Exercise prompt: State the number of lines in the records that contain "display", with no other words.

Records for this task:
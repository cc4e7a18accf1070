//! Configuration loading for projkit.
//!
//! - Schema definitions and defaults in [`schema`]
//! - File discovery and loading in [`loader`]
//! - Layer merging in [`merger`]
//!
//! # Example
//!
//! ```
//! use projkit::config::load_config;
//! use std::fs;
//! use tempfile::TempDir;
//!
//! let temp = TempDir::new().unwrap();
//! fs::create_dir_all(temp.path().join(".projkit")).unwrap();
//! fs::write(
//!     temp.path().join(".projkit/config.yml"),
//!     "directories:\n  scripts: code\n",
//! )
//! .unwrap();
//!
//! let config = load_config(temp.path(), None).unwrap();
//! assert_eq!(config.directories.scripts, std::path::PathBuf::from("code"));
//! assert_eq!(config.directories.models, std::path::PathBuf::from("models"));
//! ```

pub mod loader;
pub mod merger;
pub mod schema;

pub use loader::{
    load_config, load_config_from, load_config_value, project_config_path, render_config,
    ConfigPaths, CONFIG_DIR, CONFIG_FILE, LOCAL_CONFIG_FILE,
};
pub use merger::{deep_merge, merge_configs};
pub use schema::{
    DirectoriesConfig, FieldsConfig, IdeConfig, LibraryConfig, ProjectConfig, SnapshotConfig,
    SnippetsConfig, VcsConfig, DEFAULT_LOCKFILE, DEFAULT_SNAPSHOT_FILE,
};
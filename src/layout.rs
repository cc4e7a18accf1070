//! Project directory layout.
//!
//! A [`ProjectLayout`] resolves the standard folders of an analysis project
//! against its root. Checks only look at whether the folders exist;
//! [`ProjectLayout::create`] builds them for `projkit init`.

use std::fs;
use std::path::{Path, PathBuf};
use std::time::SystemTime;

use crate::config::ProjectConfig;
use crate::error::Result;

/// Resolved folder paths for one project.
#[derive(Debug, Clone)]
pub struct ProjectLayout {
    root: PathBuf,
    scripts: PathBuf,
    models: PathBuf,
    extra: Vec<PathBuf>,
    snapshot_file: PathBuf,
    script_extension: String,
}

impl ProjectLayout {
    /// Resolve the layout described by `config` under `root`.
    pub fn new(root: &Path, config: &ProjectConfig) -> Self {
        Self {
            root: root.to_path_buf(),
            scripts: root.join(&config.directories.scripts),
            models: root.join(&config.directories.models),
            extra: config
                .directories
                .extra
                .iter()
                .map(|d| root.join(d))
                .collect(),
            snapshot_file: root.join(&config.snapshot.file),
            script_extension: config.fields.extension.clone(),
        }
    }

    /// The project root.
    pub fn root(&self) -> &Path {
        &self.root
    }

    /// The scripts directory.
    pub fn scripts_dir(&self) -> &Path {
        &self.scripts
    }

    /// The models directory.
    pub fn models_dir(&self) -> &Path {
        &self.models
    }

    /// The environment-snapshot file.
    pub fn snapshot_file(&self) -> &Path {
        &self.snapshot_file
    }

    /// All folders in creation order: scripts, models, then the extras.
    pub fn directories(&self) -> impl Iterator<Item = &Path> {
        [self.scripts.as_path(), self.models.as_path()]
            .into_iter()
            .chain(self.extra.iter().map(|p| p.as_path()))
    }

    /// Required folders (scripts and models) that do not exist.
    pub fn missing_required(&self) -> Vec<&Path> {
        [self.scripts.as_path(), self.models.as_path()]
            .into_iter()
            .filter(|p| !p.is_dir())
            .collect()
    }

    /// Create every folder that does not exist yet.
    ///
    /// Returns the folders that were created.
    pub fn create(&self) -> Result<Vec<PathBuf>> {
        let mut created = Vec::new();
        for dir in self.directories() {
            if !dir.is_dir() {
                fs::create_dir_all(dir)?;
                tracing::debug!("Created {}", dir.display());
                created.push(dir.to_path_buf());
            }
        }
        Ok(created)
    }

    /// Script files directly inside the scripts directory, sorted.
    ///
    /// Only files with the configured script extension count; dotfiles
    /// such as `.gitkeep` or `.Rhistory` are skipped. A missing scripts
    /// directory has no scripts.
    pub fn script_files(&self) -> Result<Vec<PathBuf>> {
        if !self.scripts.is_dir() {
            return Ok(Vec::new());
        }

        let mut files = Vec::new();
        for entry in fs::read_dir(&self.scripts)? {
            let path = entry?.path();
            if path.is_file() && self.is_script(&path) {
                files.push(path);
            }
        }
        files.sort();
        Ok(files)
    }

    fn is_script(&self, path: &Path) -> bool {
        let hidden = path
            .file_name()
            .and_then(|n| n.to_str())
            .is_none_or(|n| n.starts_with('.'));
        let extension = path.extension().and_then(|e| e.to_str());
        !hidden && extension == Some(self.script_extension.as_str())
    }

    /// The most recently modified script and its modification time.
    pub fn newest_script(&self) -> Result<Option<(PathBuf, SystemTime)>> {
        let mut newest: Option<(PathBuf, SystemTime)> = None;
        for path in self.script_files()? {
            let modified = fs::metadata(&path)?.modified()?;
            if newest.as_ref().is_none_or(|(_, t)| modified > *t) {
                newest = Some((path, modified));
            }
        }
        Ok(newest)
    }

    /// Path relative to the project root, for display.
    pub fn relative<'a>(&self, path: &'a Path) -> &'a Path {
        path.strip_prefix(&self.root).unwrap_or(path)
    }
}

#[cfg(test)]
mod tests {
    use super::*;
    use std::fs::File;
    use std::time::Duration;
    use tempfile::TempDir;

    fn layout(temp: &TempDir) -> ProjectLayout {
        ProjectLayout::new(temp.path(), &ProjectConfig::default())
    }

    #[test]
    fn resolves_paths_against_root() {
        let temp = TempDir::new().unwrap();
        let layout = layout(&temp);

        assert_eq!(layout.scripts_dir(), temp.path().join("scripts"));
        assert_eq!(layout.models_dir(), temp.path().join("models"));
        assert_eq!(layout.snapshot_file(), temp.path().join("session_info.txt"));
    }

    #[test]
    fn create_builds_all_folders() {
        let temp = TempDir::new().unwrap();
        let layout = layout(&temp);

        let created = layout.create().unwrap();

        assert_eq!(created.len(), 5);
        assert!(layout.missing_required().is_empty());
        assert!(temp.path().join("data").is_dir());
    }

    #[test]
    fn create_skips_existing_folders() {
        let temp = TempDir::new().unwrap();
        fs::create_dir(temp.path().join("scripts")).unwrap();

        let created = layout(&temp).create().unwrap();

        assert_eq!(created.len(), 4);
        assert!(!created.contains(&temp.path().join("scripts")));
    }

    #[test]
    fn missing_required_lists_absent_folders() {
        let temp = TempDir::new().unwrap();
        fs::create_dir(temp.path().join("scripts")).unwrap();

        let layout = layout(&temp);

        assert_eq!(layout.missing_required(), [temp.path().join("models")]);
    }

    #[test]
    fn no_scripts_directory_means_no_scripts() {
        let temp = TempDir::new().unwrap();

        let layout = layout(&temp);

        assert!(layout.script_files().unwrap().is_empty());
        assert!(layout.newest_script().unwrap().is_none());
    }

    #[test]
    fn newest_script_has_latest_mtime() {
        let temp = TempDir::new().unwrap();
        let layout = layout(&temp);
        layout.create().unwrap();

        let base = SystemTime::now() - Duration::from_secs(3600);
        for (name, offset) in [("a.R", 10), ("b.R", 30), ("c.R", 20)] {
            let path = layout.scripts_dir().join(name);
            let file = File::create(&path).unwrap();
            file.set_modified(base + Duration::from_secs(offset)).unwrap();
        }

        let (path, _) = layout.newest_script().unwrap().unwrap();

        assert_eq!(path, layout.scripts_dir().join("b.R"));
    }

    #[test]
    fn script_files_skip_dotfiles_and_other_extensions() {
        let temp = TempDir::new().unwrap();
        let layout = layout(&temp);
        layout.create().unwrap();
        for name in [".gitkeep", ".Rhistory", "notes.txt", "b.R", "a.R"] {
            File::create(layout.scripts_dir().join(name)).unwrap();
        }

        let files = layout.script_files().unwrap();

        assert_eq!(
            files,
            [layout.scripts_dir().join("a.R"), layout.scripts_dir().join("b.R")]
        );
    }

    #[test]
    fn gitkeep_alone_means_no_scripts() {
        let temp = TempDir::new().unwrap();
        let layout = layout(&temp);
        layout.create().unwrap();
        File::create(layout.scripts_dir().join(".gitkeep")).unwrap();

        assert!(layout.newest_script().unwrap().is_none());
    }

    #[test]
    fn relative_strips_root() {
        let temp = TempDir::new().unwrap();
        let layout = layout(&temp);

        assert_eq!(
            layout.relative(&temp.path().join("scripts/a.R")),
            Path::new("scripts/a.R")
        );
    }
}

Output of the task: 2